> **Exercise aim**
A complete response lists each line of the data below that includes the word "ProductUpdateRequest".

Stored data entries:

//! Product Service - orchestrates validation, mapping, persistence and events

use std::collections::HashSet;
use std::sync::Arc;

use tracing::instrument;
use uuid::Uuid;

use crate::error::{ProductError, ProductResult};
use crate::mapper;
use crate::models::{
    ProductAddRequest, ProductNameUpdateMessage, ProductResponse, ProductUpdateRequest,
};
use crate::notifier::ChangeNotifier;
use crate::repository::{ProductQuery, ProductRepository};
use crate::validation;

/// Product use-cases.
///
/// "Not found" is an absent result or `false`, except for updates where a
/// missing target is [`ProductError::NotFound`].
pub struct ProductService<R: ProductRepository> {
    repository: Arc<R>,
    notifier: Arc<dyn ChangeNotifier>,
}

impl<R: ProductRepository> ProductService<R> {
    pub fn new(repository: R, notifier: Arc<dyn ChangeNotifier>) -> Self {
        Self {
            repository: Arc::new(repository),
            notifier,
        }
    }

    /// All products in repository order
    #[instrument(skip(self))]
    pub async fn get_products(&self) -> ProductResult<Vec<ProductResponse>> {
        let products = self.repository.list().await?;
        Ok(products.into_iter().map(ProductResponse::from).collect())
    }

    #[instrument(skip(self))]
    pub async fn get_product_by_condition(
        &self,
        query: ProductQuery,
    ) -> ProductResult<Option<ProductResponse>> {
        let product = self.repository.find_one(query).await?;
        Ok(product.map(ProductResponse::from))
    }

    #[instrument(skip(self))]
    pub async fn get_products_by_condition(
        &self,
        query: ProductQuery,
    ) -> ProductResult<Vec<ProductResponse>> {
        let products = self.repository.find_many(query).await?;
        Ok(products.into_iter().map(ProductResponse::from).collect())
    }

    /// Products whose name or category contains `text`.
    ///
    /// Name matches come first; a product matching both appears once.
    #[instrument(skip(self))]
    pub async fn search_products(&self, text: &str) -> ProductResult<Vec<ProductResponse>> {
        let by_name = self
            .repository
            .find_many(ProductQuery::name_contains(text))
            .await?;
        let by_category = self
            .repository
            .find_many(ProductQuery::category_contains(text))
            .await?;

        let mut seen = HashSet::new();
        Ok(by_name
            .into_iter()
            .chain(by_category)
            .filter(|p| seen.insert(p.product_id))
            .map(ProductResponse::from)
            .collect())
    }

    #[instrument(skip(self, request))]
    pub async fn add_product(
        &self,
        request: ProductAddRequest,
    ) -> ProductResult<Option<ProductResponse>> {
        validation::validate(&request).map_err(ProductError::Validation)?;

        let product = mapper::product_from_add(request);
        let stored = self.repository.insert(product).await?;
        Ok(stored.map(ProductResponse::from))
    }

    /// Overwrite every mutable field of an existing product.
    ///
    /// A name change is published before the update is persisted.
    #[instrument(skip(self, request), fields(product_id = %request.product_id))]
    pub async fn update_product(
        &self,
        request: ProductUpdateRequest,
    ) -> ProductResult<Option<ProductResponse>> {
        let existing = self
            .repository
            .find_one(ProductQuery::by_id(request.product_id))
            .await?
            .ok_or(ProductError::NotFound(request.product_id))?;

        validation::validate(&request).map_err(ProductError::Validation)?;

        let product = mapper::product_from_update(request);
        if product.product_name != existing.product_name {
            self.notifier
                .publish_name_changed(ProductNameUpdateMessage {
                    product_id: product.product_id,
                    new_name: product.product_name.clone(),
                })
                .await;
        }

        let updated = self.repository.update(product).await?;
        Ok(updated.map(ProductResponse::from))
    }

    /// `false` when no product has this identifier
    #[instrument(skip(self))]
    pub async fn delete_product(&self, id: Uuid) -> ProductResult<bool> {
        let existing = self.repository.find_one(ProductQuery::by_id(id)).await?;
        if existing.is_none() {
            return Ok(false);
        }

        self.repository.delete(id).await
    }
}
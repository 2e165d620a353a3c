//! Products API - REST server for the product catalog

use axum_helpers::server::{create_production_app, health_router};
use core_config::tracing::{init_tracing, install_color_eyre};
use messaging::nats::NatsPublisher;
use messaging::{NoopPublisher, Publisher};
use std::sync::Arc;
use std::time::Duration;
use tracing::{info, warn};

mod api;
mod config;
mod openapi;
mod state;

use config::Config;
use state::AppState;

#[tokio::main]
async fn main() -> eyre::Result<()> {
    install_color_eyre();

    let config = Config::from_env()?;
    init_tracing(&config.environment);

    info!(
        max_connections = config.postgres.max_connections,
        "Connecting to PostgreSQL"
    );
    let db = database::postgres::connect_from_config_with_retry(config.postgres.clone(), None)
        .await?;

    // Events are optional; without NATS_URL the service runs with publishing disabled
    let nats = match config.messaging.url.as_deref() {
        Some(url) => Some(
            NatsPublisher::connect(url, &config.messaging.client_name)
                .await?
                .with_subject_prefix(config.messaging.exchange.clone()),
        ),
        None => {
            warn!("NATS_URL not set, product events are disabled");
            None
        }
    };
    let publisher: Arc<dyn Publisher> = match &nats {
        Some(nats) => Arc::new(nats.clone()),
        None => Arc::new(NoopPublisher),
    };

    let state = AppState {
        config,
        db,
        publisher,
    };

    if state.config.ensure_schema {
        api::products::ensure_schema(&state).await?;
    }

    // Build REST router
    let api_routes = api::routes(&state);
    let app = axum_helpers::create_router::<openapi::ApiDoc>(api_routes)?
        .merge(health_router("products-api", env!("CARGO_PKG_VERSION")))
        .merge(api::health::router(state.db.clone()));

    info!(
        port = state.config.server.port,
        events = state.publisher.backend(),
        "Starting Products API"
    );

    let db = state.db.clone();
    create_production_app(
        app,
        &state.config.server,
        Duration::from_secs(30),
        async move {
            if let Some(nats) = nats {
                if let Err(e) = nats.flush().await {
                    warn!(error = %e, "Failed to flush pending events");
                }
            }
            info!("Shutting down: closing PostgreSQL pool");
            if let Err(e) = db.close().await {
                warn!(error = %e, "Failed to close PostgreSQL pool");
            }
        },
    )
    .await
    .map_err(|e| eyre::eyre!("Server error: {}", e))?;

    info!("Products API shutdown complete");
    Ok(())
}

> **Solution to the problem**
    ProductAddRequest, ProductNameUpdateMessage, ProductResponse, ProductUpdateRequest,
        request: ProductUpdateRequest,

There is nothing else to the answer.